▶ [Exercise]: Nothing below is to be printed except the lines between the line holding "pub fn new()" and the line holding "(Some(last_pos), Some(last_t)) =>", inclusive, each exactly as it appears.

▶ [Supplied entries]:
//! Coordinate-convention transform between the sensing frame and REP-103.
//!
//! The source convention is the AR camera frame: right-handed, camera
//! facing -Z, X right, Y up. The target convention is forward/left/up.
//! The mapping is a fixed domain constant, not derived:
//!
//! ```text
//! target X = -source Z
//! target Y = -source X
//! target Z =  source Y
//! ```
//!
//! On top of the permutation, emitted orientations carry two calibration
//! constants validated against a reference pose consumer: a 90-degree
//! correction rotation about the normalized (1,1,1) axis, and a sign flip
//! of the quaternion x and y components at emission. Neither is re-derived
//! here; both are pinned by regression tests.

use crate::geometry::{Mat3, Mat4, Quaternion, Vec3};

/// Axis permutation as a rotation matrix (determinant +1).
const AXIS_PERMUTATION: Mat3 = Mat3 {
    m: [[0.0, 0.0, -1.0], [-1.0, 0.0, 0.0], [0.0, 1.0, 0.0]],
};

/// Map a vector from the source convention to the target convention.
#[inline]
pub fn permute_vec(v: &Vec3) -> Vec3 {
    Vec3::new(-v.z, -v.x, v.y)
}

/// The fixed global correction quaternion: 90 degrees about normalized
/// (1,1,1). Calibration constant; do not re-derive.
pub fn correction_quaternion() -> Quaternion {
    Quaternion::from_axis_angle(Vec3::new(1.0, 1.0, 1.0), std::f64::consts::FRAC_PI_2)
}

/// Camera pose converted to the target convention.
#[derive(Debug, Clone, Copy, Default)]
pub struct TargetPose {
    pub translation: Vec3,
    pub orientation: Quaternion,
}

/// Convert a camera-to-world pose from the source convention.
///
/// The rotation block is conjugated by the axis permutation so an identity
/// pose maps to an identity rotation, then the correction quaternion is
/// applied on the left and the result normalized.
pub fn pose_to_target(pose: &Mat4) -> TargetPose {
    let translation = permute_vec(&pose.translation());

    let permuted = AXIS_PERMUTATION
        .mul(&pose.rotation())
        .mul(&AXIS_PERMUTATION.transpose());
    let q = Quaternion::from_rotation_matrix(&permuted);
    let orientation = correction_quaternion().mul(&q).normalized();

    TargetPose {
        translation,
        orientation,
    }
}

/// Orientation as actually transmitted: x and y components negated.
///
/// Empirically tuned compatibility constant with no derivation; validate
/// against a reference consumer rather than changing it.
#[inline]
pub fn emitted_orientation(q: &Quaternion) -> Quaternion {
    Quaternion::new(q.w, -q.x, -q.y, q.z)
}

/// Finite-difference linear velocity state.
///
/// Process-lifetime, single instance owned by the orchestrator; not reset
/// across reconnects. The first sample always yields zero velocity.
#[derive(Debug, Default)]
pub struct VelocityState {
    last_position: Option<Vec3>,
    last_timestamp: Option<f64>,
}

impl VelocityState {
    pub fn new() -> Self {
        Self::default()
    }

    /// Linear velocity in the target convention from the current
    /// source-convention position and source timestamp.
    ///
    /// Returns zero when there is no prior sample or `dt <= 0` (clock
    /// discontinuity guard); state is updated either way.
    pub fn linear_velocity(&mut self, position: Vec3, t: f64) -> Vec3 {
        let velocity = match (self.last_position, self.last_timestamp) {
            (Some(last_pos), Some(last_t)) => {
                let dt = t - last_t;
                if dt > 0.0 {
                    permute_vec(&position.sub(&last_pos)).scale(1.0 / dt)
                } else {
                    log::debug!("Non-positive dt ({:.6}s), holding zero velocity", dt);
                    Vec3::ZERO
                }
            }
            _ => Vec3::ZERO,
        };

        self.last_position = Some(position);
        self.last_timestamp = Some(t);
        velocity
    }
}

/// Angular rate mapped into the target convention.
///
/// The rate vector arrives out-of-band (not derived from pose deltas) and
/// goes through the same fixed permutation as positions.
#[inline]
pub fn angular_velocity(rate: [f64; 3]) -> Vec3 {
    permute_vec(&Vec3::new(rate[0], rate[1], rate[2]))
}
...
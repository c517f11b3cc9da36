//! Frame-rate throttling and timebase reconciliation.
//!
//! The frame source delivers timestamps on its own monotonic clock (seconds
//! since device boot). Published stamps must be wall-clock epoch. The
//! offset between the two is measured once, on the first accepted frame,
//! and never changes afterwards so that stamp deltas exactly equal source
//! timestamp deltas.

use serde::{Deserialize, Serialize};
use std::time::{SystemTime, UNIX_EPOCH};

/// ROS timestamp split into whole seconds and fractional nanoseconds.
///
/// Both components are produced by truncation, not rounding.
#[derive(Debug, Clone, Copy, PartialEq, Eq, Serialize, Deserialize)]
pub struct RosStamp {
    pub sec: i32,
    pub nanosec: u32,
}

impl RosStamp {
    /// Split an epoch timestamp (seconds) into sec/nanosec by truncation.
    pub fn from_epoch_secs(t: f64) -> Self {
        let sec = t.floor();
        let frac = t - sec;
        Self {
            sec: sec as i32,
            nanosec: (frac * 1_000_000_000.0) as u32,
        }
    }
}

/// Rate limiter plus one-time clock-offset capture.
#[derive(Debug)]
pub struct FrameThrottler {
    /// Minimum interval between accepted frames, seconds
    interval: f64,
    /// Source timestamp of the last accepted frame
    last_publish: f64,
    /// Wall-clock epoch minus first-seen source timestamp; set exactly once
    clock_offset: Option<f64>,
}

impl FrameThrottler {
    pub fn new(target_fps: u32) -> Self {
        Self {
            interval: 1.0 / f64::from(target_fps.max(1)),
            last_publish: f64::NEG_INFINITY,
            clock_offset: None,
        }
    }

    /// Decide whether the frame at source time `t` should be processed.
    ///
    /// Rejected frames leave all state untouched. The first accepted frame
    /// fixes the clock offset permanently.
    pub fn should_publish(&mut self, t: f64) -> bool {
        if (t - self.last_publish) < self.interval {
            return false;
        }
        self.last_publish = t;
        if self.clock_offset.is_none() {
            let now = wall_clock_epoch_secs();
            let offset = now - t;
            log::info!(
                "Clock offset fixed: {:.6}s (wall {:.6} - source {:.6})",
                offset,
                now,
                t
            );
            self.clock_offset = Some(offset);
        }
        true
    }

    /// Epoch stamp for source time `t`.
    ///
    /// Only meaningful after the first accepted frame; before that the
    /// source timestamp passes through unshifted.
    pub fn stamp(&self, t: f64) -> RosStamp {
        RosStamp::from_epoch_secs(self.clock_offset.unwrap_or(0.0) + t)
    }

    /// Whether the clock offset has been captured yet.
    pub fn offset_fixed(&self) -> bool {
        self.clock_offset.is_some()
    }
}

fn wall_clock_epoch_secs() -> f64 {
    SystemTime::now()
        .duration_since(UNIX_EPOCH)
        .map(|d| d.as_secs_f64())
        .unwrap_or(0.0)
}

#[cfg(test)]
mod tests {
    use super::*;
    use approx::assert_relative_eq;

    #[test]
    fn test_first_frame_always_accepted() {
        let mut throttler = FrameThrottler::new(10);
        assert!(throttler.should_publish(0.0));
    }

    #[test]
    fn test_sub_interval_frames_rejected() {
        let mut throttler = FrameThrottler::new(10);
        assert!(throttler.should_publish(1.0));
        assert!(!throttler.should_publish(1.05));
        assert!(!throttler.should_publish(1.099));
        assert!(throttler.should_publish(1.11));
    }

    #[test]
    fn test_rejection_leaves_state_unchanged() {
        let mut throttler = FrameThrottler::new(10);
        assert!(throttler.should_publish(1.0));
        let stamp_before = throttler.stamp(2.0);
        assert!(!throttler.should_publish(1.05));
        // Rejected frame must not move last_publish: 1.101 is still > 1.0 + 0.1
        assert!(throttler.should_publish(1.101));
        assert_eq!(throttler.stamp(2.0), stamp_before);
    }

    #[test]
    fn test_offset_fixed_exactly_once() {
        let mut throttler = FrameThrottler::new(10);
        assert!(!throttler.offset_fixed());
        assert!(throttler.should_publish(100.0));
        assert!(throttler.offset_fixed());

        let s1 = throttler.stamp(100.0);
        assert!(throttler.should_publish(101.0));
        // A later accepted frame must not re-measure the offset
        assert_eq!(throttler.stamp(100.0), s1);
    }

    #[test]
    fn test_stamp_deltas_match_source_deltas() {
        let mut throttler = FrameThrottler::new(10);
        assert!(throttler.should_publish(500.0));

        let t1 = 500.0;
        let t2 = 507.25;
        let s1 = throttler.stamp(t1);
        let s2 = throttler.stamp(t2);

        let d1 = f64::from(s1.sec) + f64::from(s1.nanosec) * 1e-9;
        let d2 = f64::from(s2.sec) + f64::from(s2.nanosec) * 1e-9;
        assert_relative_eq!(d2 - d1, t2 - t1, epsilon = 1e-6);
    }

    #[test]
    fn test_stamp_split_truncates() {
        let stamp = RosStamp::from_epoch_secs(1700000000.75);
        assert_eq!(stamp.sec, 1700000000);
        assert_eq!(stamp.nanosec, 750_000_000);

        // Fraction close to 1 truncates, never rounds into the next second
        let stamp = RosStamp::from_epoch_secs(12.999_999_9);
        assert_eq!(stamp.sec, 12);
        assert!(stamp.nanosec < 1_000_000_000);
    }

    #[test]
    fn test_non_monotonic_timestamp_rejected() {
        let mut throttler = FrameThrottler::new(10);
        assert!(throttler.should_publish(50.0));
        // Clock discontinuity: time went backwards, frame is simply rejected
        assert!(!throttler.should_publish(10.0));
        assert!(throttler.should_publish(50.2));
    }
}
* * *
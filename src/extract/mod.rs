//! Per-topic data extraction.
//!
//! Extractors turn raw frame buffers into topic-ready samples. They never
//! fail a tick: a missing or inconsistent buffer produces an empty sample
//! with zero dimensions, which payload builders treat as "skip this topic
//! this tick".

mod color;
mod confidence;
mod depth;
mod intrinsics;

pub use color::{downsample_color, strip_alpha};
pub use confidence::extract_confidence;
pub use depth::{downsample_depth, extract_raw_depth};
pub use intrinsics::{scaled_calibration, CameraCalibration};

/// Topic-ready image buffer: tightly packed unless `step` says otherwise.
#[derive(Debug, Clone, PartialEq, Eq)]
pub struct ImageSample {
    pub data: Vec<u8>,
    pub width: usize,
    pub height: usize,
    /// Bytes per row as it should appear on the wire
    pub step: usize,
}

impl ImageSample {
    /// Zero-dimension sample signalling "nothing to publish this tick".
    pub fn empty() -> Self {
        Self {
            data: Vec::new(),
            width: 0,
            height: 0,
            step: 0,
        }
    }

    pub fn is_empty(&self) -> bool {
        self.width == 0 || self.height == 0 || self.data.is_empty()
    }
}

▶ [Answer]:
    pub fn new() -> Self {
        Self::default()
    }

    /// Linear velocity in the target convention from the current
    /// source-convention position and source timestamp.
    ///
    /// Returns zero when there is no prior sample or `dt <= 0` (clock
    /// discontinuity guard); state is updated either way.
    pub fn linear_velocity(&mut self, position: Vec3, t: f64) -> Vec3 {
        let velocity = match (self.last_position, self.last_timestamp) {
            (Some(last_pos), Some(last_t)) => {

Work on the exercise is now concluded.